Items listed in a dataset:
---*---
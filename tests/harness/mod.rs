pub mod fixtures;

use std::sync::Arc;

use tempfile::TempDir;
use tokio::sync::mpsc;

use mongoconnect::app::ConnectionStore;
use mongoconnect::app::ports::SessionHandle;
use mongoconnect::app::test_support::FakeDataService;
use mongoconnect::infra::adapters::{ChannelHost, TomlConnectionRepository};

/// A store wired to a TOML repository in a temp dir and a fake data service.
pub struct TestApp {
    pub store: ConnectionStore,
    pub sessions: mpsc::UnboundedReceiver<SessionHandle>,
    pub data_service: Arc<FakeDataService>,
    pub dir: TempDir,
}

impl TestApp {
    pub async fn start(data_service: FakeDataService) -> Self {
        Self::start_in(TempDir::new().unwrap(), data_service).await
    }

    /// Reopens a store over an existing directory, as a second process would.
    pub async fn start_in(dir: TempDir, data_service: FakeDataService) -> Self {
        let repository = TomlConnectionRepository::with_config_dir(dir.path().to_path_buf());
        let data_service = Arc::new(data_service);
        let (host, sessions) = ChannelHost::new();
        let mut store = ConnectionStore::new(
            Arc::new(repository),
            Arc::clone(&data_service) as _,
            Arc::new(host),
        );
        store.init().await.unwrap();
        Self {
            store,
            sessions,
            data_service,
            dir,
        }
    }

    pub async fn restart(self, data_service: FakeDataService) -> Self {
        Self::start_in(self.dir, data_service).await
    }

    pub fn repository(&self) -> TomlConnectionRepository {
        TomlConnectionRepository::with_config_dir(self.dir.path().to_path_buf())
    }
}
---*---
- [About this task]
The records above are to be written out again word for word.

- [Exercise solution]
filename tests/harness/mod.rs
pub mod fixtures;

use std::sync::Arc;

use tempfile::TempDir;
use tokio::sync::mpsc;

use mongoconnect::app::ConnectionStore;
use mongoconnect::app::ports::SessionHandle;
use mongoconnect::app::test_support::FakeDataService;
use mongoconnect::infra::adapters::{ChannelHost, TomlConnectionRepository};

/// A store wired to a TOML repository in a temp dir and a fake data service.
pub struct TestApp {
    pub store: ConnectionStore,
    pub sessions: mpsc::UnboundedReceiver<SessionHandle>,
    pub data_service: Arc<FakeDataService>,
    pub dir: TempDir,
}

impl TestApp {
    pub async fn start(data_service: FakeDataService) -> Self {
        Self::start_in(TempDir::new().unwrap(), data_service).await
    }

    /// Reopens a store over an existing directory, as a second process would.
    pub async fn start_in(dir: TempDir, data_service: FakeDataService) -> Self {
        let repository = TomlConnectionRepository::with_config_dir(dir.path().to_path_buf());
        let data_service = Arc::new(data_service);
        let (host, sessions) = ChannelHost::new();
        let mut store = ConnectionStore::new(
            Arc::new(repository),
            Arc::clone(&data_service) as _,
            Arc::new(host),
        );
        store.init().await.unwrap();
        Self {
            store,
            sessions,
            data_service,
            dir,
        }
    }

    pub async fn restart(self, data_service: FakeDataService) -> Self {
        Self::start_in(self.dir, data_service).await
    }

    pub fn repository(&self) -> TomlConnectionRepository {
        TomlConnectionRepository::with_config_dir(self.dir.path().to_path_buf())
    }
}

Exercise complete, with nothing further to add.